Is it cowardice to turn away, to leave Mister Must to his work whilst one admires the sky and horizon, or perhaps frown in vaunted interest at the watchful regard of the horses or the gimlet study from the mules? Certainly not to meet the gaze of anyone else. Cowardice? Absolutely.
Poor Calap Roud. What grief and remorse assails me!
Brash Phluster sidled close as the trek resumed. ‘That was vicious, Flicker.’
‘When the mouse is cornered—’
‘“Mouse?” Not you. More like a serpent in our midst.’
‘I am pleased you heeded the warning.’
‘I bet you are. I could have blurted it out, you know. And you’d have been lying there beside Roud, and I’d be safe.’
‘Do you wish me to resume my tale, Brash? Recounting all the other lovers of the woman with the brothers?’
‘Won’t work a second time.’
‘You would stake your life on Tiny Chanter’s self-control?’
Brash licked his lips. ‘Anyway, now you have two stories, and Purse isn’t happy about it.

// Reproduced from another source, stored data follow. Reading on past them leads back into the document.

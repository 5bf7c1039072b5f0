use crate::content_item::{ContentKind, PublicationStatus, Visibility};
use crate::ids::MediaAssetID;
use crate::macros::named_enum;
use crate::media_asset::{MediaAssetStatus, MediaKind};

pub const DEFAULT_PAGE_SIZE: u32 = 20;
pub const MAX_PAGE_SIZE: u32 = 100;

named_enum! {
    #[derive(Default)]
    pub enum SortDirection: "sort direction" {
        Ascending => "asc",
        #[default]
        Descending => "desc",
    }
}

/// 1-indexed page request. An unset `limit` takes the catalog's configured
/// default page size when the request is normalized.
#[derive(Debug, Clone, Copy, PartialEq, Eq)]
#[cfg_attr(feature = "serde", derive(serde::Serialize, serde::Deserialize))]
pub struct PageRequest {
    pub page: u32,
    #[cfg_attr(feature = "serde", serde(default))]
    pub limit: Option<u32>,
}

impl Default for PageRequest {
    fn default() -> Self {
        Self {
            page: 1,
            limit: None,
        }
    }
}

impl PageRequest {
    pub fn new(page: u32, limit: u32) -> Self {
        Self {
            page,
            limit: Some(limit),
        }
    }

    /// Page `page` at whatever size the catalog defaults to.
    pub fn numbered(page: u32) -> Self {
        Self { page, limit: None }
    }

    /// The requested limit, or [`DEFAULT_PAGE_SIZE`] when unset.
    pub fn limit_or_default(&self) -> u32 {
        self.limit.unwrap_or(DEFAULT_PAGE_SIZE)
    }

    /// Rows to skip before this page. Saturates instead of overflowing for
    /// absurd page numbers.
    pub fn offset(&self) -> u64 {
        u64::from(self.page.saturating_sub(1)) * u64::from(self.limit_or_default())
    }
}

/// A bounded, counted slice of a result set.
#[derive(Debug, Clone, PartialEq)]
#[cfg_attr(feature = "serde", derive(serde::Serialize, serde::Deserialize))]
pub struct Page<T> {
    pub items: Vec<T>,
    pub page: u32,
    pub limit: u32,
    pub total: u64,
    pub total_pages: u64,
}

impl<T> Page<T> {
    pub fn new(items: Vec<T>, request: PageRequest, total: u64) -> Self {
        Self {
            items,
            page: request.page,
            limit: request.limit_or_default(),
            total,
            total_pages: total_pages(total, request.limit_or_default()),
        }
    }

    pub fn has_next(&self) -> bool {
        u64::from(self.page) < self.total_pages
    }

    pub fn map<U>(self, f: impl FnMut(T) -> U) -> Page<U> {
        Page {
            items: self.items.into_iter().map(f).collect(),
            page: self.page,
            limit: self.limit,
            total: self.total,
            total_pages: self.total_pages,
        }
    }
}

/// `ceil(total / limit)`; zero when the limit is zero.
pub fn total_pages(total: u64, limit: u32) -> u64 {
    if limit == 0 {
        0
    } else {
        total.div_ceil(u64::from(limit))
    }
}

/// Filter, sort and pagination for one entity listing. The ownership scope
/// is passed separately and is never part of this value.
#[derive(Debug, Clone, PartialEq, Default)]
#[cfg_attr(feature = "serde", derive(serde::Serialize, serde::Deserialize))]
pub struct ListQuery<F, S> {
    #[cfg_attr(feature = "serde", serde(default))]
    pub filters: F,
    #[cfg_attr(feature = "serde", serde(default))]
    pub sort: S,
    #[cfg_attr(feature = "serde", serde(default))]
    pub direction: SortDirection,
    #[cfg_attr(feature = "serde", serde(default))]
    pub page: PageRequest,
}

impl<F: Default, S: Default> ListQuery<F, S> {
    pub fn new() -> Self {
        Self::default()
    }
}

impl<F, S> ListQuery<F, S> {
    pub fn with_filters(mut self, filters: F) -> Self {
        self.filters = filters;
        self
    }

    pub fn sorted_by(mut self, sort: S, direction: SortDirection) -> Self {
        self.sort = sort;
        self.direction = direction;
        self
    }

    pub fn page(mut self, page: u32, limit: u32) -> Self {
        self.page = PageRequest::new(page, limit);
        self
    }

    /// Selects a page while leaving the size to the catalog default.
    pub fn page_number(mut self, page: u32) -> Self {
        self.page = PageRequest::numbered(page);
        self
    }
}

named_enum! {
    #[derive(Default)]
    pub enum MediaAssetSortKey: "media asset sort key" {
        #[default]
        CreatedAt => "created_at",
        ReadyAt => "ready_at",
        FileSize => "file_size",
        Title => "title",
    }
}

/// Allow-listed filters for media asset listings.
#[derive(Debug, Clone, Default, PartialEq, Eq)]
#[cfg_attr(feature = "serde", derive(serde::Serialize, serde::Deserialize))]
pub struct MediaAssetFilters {
    pub kind: Option<MediaKind>,
    pub status: Option<MediaAssetStatus>,
    /// Case-insensitive substring match on the title.
    pub search: Option<String>,
}

pub type MediaAssetQuery = ListQuery<MediaAssetFilters, MediaAssetSortKey>;

named_enum! {
    #[derive(Default)]
    pub enum ContentItemSortKey: "content item sort key" {
        #[default]
        CreatedAt => "created_at",
        UpdatedAt => "updated_at",
        PublishedAt => "published_at",
        Title => "title",
        Price => "price",
        ViewCount => "view_count",
        PurchaseCount => "purchase_count",
    }
}

/// Allow-listed filters for content item listings.
#[derive(Debug, Clone, Default, PartialEq, Eq)]
#[cfg_attr(feature = "serde", derive(serde::Serialize, serde::Deserialize))]
pub struct ContentItemFilters {
    pub kind: Option<ContentKind>,
    pub publication_status: Option<PublicationStatus>,
    pub visibility: Option<Visibility>,
    pub category: Option<String>,
    /// Items carrying this tag.
    pub tag: Option<String>,
    pub media_asset_id: Option<MediaAssetID>,
    /// Case-insensitive substring match on the title.
    pub search: Option<String>,
}

pub type ContentItemQuery = ListQuery<ContentItemFilters, ContentItemSortKey>;
use std::path::PathBuf;

use anyhow::{Context, Result, bail};
use clap::{Parser, Subcommand};
use tracing::info;
use tracing_subscriber::{layer::SubscriberExt, util::SubscriberInitExt};
use vellum_config::{ConfigLoad, ConfigLoader, ConfigWarnings};
use vellum_core::{PostgresCatalog, model::MediaAssetStatus};

#[derive(Parser)]
#[command(name = "vellumctl", about = "Vellum catalog operator tool")]
struct Cli {
    /// Path to vellum.toml (defaults to ./vellum.toml or $VELLUM_CONFIG)
    #[arg(long, global = true)]
    config: Option<PathBuf>,
    /// Path to an env file loaded before reading the environment
    #[arg(long, global = true)]
    env_file: Option<PathBuf>,
    #[command(subcommand)]
    command: Command,
}

#[derive(Subcommand)]
enum Command {
    /// Validate configuration and optionally database connectivity
    Check {
        /// Connect to the database and run a trivial query
        #[arg(long)]
        ping: bool,
    },
    /// Apply the embedded catalog schema migrations
    Migrate,
    /// Print the effective configuration with secrets masked
    Config,
    /// List the media asset status pipeline
    Statuses,
}

#[tokio::main]
async fn main() -> Result<()> {
    tracing_subscriber::registry()
        .with(
            tracing_subscriber::EnvFilter::try_from_default_env()
                .unwrap_or_else(|_| "warn".into()),
        )
        .with(tracing_subscriber::fmt::layer())
        .init();

    let cli = Cli::parse();

    match cli.command {
        Command::Check { ping } => {
            let load = load_config(&cli.config, &cli.env_file)?;
            print_warnings(&load.warnings);
            if ping {
                let settings = load
                    .config
                    .database_settings()
                    .context("no database URL configured")?;
                let catalog = PostgresCatalog::connect(&settings).await?;
                catalog.ping().await?;
                let stats = catalog.pool_stats();
                println!(
                    "database reachable (pool size {}, idle {})",
                    stats.size, stats.idle
                );
            }
            println!("configuration OK");
        }
        Command::Migrate => {
            let load = load_config(&cli.config, &cli.env_file)?;
            print_warnings(&load.warnings);
            let Some(settings) = load.config.database_settings() else {
                bail!("no database URL configured; cannot run migrations");
            };
            let catalog = PostgresCatalog::connect(&settings).await?;
            catalog.initialize_schema().await?;
            info!("Migrations applied");
            println!("migrations applied");
        }
        Command::Config => {
            let load = load_config(&cli.config, &cli.env_file)?;
            let rendered = load
                .config
                .to_redacted_toml()
                .context("failed to render configuration")?;
            print!("{rendered}");
            if let Some(source) = load.config.metadata.database_url_source {
                println!("# database url source: {}", source.as_str());
            }
        }
        Command::Statuses => {
            for status in MediaAssetStatus::ALL {
                let next: Vec<&str> = status
                    .legal_successors()
                    .iter()
                    .map(|s| s.as_str())
                    .collect();
                if next.is_empty() {
                    println!("{status} (terminal)");
                } else {
                    println!("{status} -> {}", next.join(", "));
                }
            }
        }
    }

    Ok(())
}

fn load_config(
    config: &Option<PathBuf>,
    env_file: &Option<PathBuf>,
) -> Result<ConfigLoad> {
    let mut loader = ConfigLoader::new();
    if let Some(path) = config {
        loader = loader.with_config_path(path);
    }
    if let Some(path) = env_file {
        loader = loader.with_env_file(path);
    }
    loader.load().context("failed to load configuration")
}

fn print_warnings(warnings: &ConfigWarnings) {
    for warning in &warnings.items {
        eprintln!("warning: {}", warning.message);
        if let Some(hint) = &warning.hint {
            eprintln!("  hint: {hint}");
        }
    }
}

She’s disgusted by what you did to Calap. Using her story like that. She feels guilty, too.’
‘Why, Brash, that is most perceptive.’
‘She won’t be forgiving, not anymore.’
‘Indeed not.’
‘I think you’re a dead man.’
‘Brash!’ bellowed Tulgord Vise. ‘Cheer us up! Sing, lad, sing!’
‘But we got our supper!’
Tiny Chanter laughed and then said, ‘Maybe we want dessert. Midge?’
‘Dessert.’
‘Flea?’
‘No thanks.’
His brothers halted and stared at him. Flea’s expression was pained. ‘I been bunged up now six whole days. I got bits of four people in me, and poets at that. Bad poets.’
Tiny’s hands twitched. ‘A dessert will do you good, Flea.’
‘Honey-glazed,’ suggested Midge, ‘if I can find a hive.’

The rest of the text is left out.